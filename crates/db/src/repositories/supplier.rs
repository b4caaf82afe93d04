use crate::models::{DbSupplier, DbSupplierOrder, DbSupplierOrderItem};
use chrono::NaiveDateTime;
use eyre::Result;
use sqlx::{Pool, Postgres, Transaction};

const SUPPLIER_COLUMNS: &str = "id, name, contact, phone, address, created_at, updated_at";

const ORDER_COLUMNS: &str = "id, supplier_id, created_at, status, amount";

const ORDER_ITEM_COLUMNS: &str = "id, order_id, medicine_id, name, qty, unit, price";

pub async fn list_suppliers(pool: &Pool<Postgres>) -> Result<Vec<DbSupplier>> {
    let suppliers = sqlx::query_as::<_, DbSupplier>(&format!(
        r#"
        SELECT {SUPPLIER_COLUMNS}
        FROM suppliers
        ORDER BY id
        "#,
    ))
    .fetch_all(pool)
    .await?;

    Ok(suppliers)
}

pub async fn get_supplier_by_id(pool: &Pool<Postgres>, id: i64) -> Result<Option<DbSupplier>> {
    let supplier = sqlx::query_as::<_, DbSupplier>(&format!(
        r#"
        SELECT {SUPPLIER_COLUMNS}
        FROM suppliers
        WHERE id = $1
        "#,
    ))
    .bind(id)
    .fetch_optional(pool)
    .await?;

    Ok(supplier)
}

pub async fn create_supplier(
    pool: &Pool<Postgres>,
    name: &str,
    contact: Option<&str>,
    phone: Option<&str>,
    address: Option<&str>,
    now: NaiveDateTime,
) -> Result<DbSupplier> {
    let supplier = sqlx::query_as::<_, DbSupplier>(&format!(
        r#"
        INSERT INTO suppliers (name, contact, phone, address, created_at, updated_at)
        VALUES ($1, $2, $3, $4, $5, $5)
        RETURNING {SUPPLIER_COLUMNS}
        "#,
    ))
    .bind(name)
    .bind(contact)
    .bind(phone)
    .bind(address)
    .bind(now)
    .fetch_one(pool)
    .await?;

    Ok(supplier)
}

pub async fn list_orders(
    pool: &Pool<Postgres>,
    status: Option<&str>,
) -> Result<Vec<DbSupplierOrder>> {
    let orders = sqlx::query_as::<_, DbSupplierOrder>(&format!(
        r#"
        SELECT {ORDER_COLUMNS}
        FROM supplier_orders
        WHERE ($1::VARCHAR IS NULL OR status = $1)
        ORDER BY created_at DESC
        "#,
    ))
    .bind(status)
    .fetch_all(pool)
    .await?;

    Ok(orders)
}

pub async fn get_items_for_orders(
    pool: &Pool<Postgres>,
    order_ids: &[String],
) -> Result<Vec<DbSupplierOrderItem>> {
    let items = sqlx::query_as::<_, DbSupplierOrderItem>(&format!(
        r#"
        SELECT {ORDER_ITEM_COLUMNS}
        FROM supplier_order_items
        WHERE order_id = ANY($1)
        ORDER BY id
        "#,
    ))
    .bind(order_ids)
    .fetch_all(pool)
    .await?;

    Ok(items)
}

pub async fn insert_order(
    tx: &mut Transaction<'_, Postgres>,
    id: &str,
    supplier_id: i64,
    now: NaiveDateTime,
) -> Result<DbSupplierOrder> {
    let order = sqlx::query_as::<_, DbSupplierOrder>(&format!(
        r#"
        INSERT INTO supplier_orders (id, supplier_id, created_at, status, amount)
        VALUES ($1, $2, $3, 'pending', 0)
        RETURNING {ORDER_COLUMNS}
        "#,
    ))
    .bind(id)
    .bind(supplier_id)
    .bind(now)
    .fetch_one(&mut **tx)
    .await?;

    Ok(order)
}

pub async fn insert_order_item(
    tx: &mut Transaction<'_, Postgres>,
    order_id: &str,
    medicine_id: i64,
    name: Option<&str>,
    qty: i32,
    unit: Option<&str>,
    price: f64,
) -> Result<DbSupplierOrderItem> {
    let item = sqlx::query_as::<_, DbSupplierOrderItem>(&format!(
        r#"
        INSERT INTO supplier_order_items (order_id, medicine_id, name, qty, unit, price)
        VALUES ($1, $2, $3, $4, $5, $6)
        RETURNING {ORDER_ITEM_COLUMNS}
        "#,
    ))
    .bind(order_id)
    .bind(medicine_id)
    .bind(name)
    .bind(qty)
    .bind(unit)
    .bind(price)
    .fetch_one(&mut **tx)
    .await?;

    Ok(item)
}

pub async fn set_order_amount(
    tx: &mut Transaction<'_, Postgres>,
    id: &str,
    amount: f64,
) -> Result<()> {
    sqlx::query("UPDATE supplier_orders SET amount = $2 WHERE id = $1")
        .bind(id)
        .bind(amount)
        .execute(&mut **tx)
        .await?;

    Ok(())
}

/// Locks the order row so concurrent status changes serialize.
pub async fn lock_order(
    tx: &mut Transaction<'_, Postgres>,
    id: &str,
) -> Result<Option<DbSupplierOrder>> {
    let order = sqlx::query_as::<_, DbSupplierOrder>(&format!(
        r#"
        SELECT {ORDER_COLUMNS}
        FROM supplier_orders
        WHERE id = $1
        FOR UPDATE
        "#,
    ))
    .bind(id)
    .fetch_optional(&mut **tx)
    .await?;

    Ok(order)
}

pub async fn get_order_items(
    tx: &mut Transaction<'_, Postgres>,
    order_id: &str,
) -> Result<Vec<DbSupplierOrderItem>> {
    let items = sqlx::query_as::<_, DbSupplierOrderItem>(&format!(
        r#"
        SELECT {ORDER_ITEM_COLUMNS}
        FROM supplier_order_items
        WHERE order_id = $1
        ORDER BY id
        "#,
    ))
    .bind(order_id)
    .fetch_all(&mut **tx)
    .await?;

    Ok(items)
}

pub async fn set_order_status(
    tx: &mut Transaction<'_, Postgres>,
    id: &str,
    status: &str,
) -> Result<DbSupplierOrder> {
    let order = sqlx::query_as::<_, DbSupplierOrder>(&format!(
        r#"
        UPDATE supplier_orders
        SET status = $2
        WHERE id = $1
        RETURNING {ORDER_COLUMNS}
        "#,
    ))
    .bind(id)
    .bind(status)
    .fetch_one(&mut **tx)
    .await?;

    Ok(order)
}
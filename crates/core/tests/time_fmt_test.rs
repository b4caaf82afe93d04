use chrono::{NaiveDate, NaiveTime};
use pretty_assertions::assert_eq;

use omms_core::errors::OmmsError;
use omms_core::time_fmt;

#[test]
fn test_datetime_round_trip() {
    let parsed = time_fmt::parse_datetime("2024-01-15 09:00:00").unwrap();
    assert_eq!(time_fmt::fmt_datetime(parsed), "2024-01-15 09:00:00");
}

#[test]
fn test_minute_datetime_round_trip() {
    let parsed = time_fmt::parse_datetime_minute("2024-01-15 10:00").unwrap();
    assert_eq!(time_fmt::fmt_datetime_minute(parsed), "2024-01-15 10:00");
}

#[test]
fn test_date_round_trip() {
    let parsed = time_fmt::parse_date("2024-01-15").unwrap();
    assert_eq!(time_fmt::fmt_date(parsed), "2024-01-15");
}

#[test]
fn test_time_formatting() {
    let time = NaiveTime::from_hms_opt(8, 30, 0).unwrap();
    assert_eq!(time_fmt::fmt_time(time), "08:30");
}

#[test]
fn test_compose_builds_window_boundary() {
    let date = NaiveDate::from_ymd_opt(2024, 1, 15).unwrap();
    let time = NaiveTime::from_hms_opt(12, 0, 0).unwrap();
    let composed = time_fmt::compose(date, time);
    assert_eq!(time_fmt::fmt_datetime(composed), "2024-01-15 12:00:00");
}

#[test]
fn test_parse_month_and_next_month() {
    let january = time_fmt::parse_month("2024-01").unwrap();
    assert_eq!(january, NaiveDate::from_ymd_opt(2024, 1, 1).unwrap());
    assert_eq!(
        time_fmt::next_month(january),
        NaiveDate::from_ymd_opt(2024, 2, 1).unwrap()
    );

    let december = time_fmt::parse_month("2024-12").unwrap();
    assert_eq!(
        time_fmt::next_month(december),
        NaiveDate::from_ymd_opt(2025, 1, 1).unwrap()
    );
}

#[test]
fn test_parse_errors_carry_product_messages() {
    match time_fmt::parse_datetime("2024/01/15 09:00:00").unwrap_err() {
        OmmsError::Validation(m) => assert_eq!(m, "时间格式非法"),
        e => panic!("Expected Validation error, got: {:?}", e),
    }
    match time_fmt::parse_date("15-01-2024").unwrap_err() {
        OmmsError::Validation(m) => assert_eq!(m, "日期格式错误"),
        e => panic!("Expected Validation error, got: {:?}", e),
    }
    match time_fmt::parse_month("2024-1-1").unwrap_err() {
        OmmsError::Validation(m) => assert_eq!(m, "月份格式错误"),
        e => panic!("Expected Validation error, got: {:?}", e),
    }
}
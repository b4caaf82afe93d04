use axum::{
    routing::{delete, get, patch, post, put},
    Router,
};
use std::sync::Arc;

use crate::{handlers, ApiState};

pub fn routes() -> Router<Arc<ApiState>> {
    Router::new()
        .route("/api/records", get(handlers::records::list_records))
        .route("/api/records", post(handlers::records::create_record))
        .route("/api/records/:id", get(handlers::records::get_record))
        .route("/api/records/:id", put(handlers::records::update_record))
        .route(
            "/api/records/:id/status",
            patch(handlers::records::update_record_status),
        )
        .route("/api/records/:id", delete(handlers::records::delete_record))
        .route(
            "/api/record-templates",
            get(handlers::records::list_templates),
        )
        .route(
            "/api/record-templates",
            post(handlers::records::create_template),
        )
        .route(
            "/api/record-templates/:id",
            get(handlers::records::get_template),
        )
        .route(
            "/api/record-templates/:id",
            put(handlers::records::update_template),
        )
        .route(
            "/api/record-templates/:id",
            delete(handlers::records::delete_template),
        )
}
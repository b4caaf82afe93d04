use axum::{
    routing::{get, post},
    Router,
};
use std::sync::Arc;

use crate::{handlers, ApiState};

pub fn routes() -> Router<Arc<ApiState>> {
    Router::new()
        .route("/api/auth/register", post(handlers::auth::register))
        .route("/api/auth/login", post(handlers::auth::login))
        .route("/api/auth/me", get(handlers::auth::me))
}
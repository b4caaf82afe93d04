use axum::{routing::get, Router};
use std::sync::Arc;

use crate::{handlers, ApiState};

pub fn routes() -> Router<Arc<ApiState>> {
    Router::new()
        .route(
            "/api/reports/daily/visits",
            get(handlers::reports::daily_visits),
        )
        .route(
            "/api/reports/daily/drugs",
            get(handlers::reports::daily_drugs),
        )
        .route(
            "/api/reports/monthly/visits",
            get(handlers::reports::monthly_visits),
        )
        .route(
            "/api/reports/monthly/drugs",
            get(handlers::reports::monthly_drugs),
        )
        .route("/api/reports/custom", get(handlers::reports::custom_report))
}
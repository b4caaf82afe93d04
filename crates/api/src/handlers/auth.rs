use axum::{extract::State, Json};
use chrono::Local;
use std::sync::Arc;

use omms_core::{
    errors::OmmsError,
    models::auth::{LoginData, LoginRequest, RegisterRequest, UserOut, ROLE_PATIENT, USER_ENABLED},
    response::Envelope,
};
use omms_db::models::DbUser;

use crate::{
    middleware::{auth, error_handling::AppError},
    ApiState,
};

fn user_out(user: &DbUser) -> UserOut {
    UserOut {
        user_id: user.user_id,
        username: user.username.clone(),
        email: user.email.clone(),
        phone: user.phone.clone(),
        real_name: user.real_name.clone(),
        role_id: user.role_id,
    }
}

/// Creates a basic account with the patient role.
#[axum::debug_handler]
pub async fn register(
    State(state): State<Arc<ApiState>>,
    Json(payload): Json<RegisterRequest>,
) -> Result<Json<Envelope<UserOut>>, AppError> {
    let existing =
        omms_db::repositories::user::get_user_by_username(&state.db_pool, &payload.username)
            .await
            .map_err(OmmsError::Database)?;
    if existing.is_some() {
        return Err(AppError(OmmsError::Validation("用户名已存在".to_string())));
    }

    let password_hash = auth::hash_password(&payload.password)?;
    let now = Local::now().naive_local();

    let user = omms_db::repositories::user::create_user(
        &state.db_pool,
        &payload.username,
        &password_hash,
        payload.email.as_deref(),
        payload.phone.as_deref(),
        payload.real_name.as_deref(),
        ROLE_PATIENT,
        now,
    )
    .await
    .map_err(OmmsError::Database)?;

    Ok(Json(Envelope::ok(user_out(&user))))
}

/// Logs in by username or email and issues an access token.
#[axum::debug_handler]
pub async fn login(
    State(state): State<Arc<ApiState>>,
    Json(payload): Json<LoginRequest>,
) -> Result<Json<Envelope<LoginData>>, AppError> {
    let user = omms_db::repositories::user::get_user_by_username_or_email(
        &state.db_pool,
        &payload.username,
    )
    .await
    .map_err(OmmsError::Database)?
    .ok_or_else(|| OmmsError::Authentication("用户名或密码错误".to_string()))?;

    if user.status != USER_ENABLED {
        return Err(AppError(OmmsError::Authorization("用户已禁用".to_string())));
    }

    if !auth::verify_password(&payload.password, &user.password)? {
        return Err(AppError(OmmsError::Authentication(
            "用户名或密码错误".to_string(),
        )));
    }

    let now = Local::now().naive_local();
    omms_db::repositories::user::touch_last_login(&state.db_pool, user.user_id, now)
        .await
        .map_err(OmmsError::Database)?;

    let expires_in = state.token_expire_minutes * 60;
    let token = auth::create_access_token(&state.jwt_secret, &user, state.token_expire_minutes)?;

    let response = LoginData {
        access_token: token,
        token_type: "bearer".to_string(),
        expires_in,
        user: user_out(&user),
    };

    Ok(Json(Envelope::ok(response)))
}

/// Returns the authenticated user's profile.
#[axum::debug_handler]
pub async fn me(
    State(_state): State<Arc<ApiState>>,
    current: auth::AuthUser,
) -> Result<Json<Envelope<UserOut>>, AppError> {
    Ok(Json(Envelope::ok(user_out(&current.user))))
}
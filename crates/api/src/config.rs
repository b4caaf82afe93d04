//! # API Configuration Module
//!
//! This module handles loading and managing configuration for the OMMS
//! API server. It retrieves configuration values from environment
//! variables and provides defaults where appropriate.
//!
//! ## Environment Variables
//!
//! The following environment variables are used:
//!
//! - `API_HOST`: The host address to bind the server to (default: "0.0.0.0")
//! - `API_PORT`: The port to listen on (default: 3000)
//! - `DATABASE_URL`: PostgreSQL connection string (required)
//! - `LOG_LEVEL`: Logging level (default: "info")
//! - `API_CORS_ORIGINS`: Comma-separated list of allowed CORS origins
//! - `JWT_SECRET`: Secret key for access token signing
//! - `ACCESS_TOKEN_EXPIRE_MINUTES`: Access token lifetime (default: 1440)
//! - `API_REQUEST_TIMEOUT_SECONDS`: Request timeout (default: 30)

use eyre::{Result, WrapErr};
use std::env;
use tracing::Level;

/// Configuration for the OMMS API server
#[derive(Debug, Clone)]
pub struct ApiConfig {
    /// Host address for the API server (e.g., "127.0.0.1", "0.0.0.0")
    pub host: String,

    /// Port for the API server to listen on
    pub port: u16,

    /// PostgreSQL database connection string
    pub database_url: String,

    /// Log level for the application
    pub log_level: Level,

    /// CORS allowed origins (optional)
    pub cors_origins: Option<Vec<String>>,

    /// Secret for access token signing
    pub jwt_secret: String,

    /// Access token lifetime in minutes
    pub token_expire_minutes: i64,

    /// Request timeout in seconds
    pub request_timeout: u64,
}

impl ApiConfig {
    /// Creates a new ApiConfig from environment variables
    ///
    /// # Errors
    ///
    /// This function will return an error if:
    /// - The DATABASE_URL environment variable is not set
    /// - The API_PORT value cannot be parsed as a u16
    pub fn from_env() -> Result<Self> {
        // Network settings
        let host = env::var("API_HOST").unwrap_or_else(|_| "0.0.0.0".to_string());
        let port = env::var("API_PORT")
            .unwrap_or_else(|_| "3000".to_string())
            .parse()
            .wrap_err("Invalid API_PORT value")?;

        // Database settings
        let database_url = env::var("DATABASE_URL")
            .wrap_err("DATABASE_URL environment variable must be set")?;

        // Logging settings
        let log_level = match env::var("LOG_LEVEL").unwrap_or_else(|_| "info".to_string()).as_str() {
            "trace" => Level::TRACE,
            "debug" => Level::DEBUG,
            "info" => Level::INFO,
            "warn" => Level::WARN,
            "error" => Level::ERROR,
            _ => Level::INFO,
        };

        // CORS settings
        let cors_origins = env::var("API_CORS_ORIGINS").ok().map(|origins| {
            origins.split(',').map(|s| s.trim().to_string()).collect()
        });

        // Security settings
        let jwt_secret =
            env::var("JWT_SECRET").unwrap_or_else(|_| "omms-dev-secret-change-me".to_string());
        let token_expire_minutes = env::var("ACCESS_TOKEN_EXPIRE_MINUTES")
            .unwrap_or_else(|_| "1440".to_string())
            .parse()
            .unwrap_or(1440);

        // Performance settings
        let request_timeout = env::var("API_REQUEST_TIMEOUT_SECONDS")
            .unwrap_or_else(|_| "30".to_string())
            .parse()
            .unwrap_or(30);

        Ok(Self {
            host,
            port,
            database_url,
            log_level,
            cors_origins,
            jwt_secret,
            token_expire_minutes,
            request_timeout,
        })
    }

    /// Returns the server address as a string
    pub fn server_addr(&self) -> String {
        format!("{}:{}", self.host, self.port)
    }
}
━━━━━━━━
Exercise prompt - Check each line of the records for the word "january", then state how many lines have it, as a number only.

Answer for this exercise - 3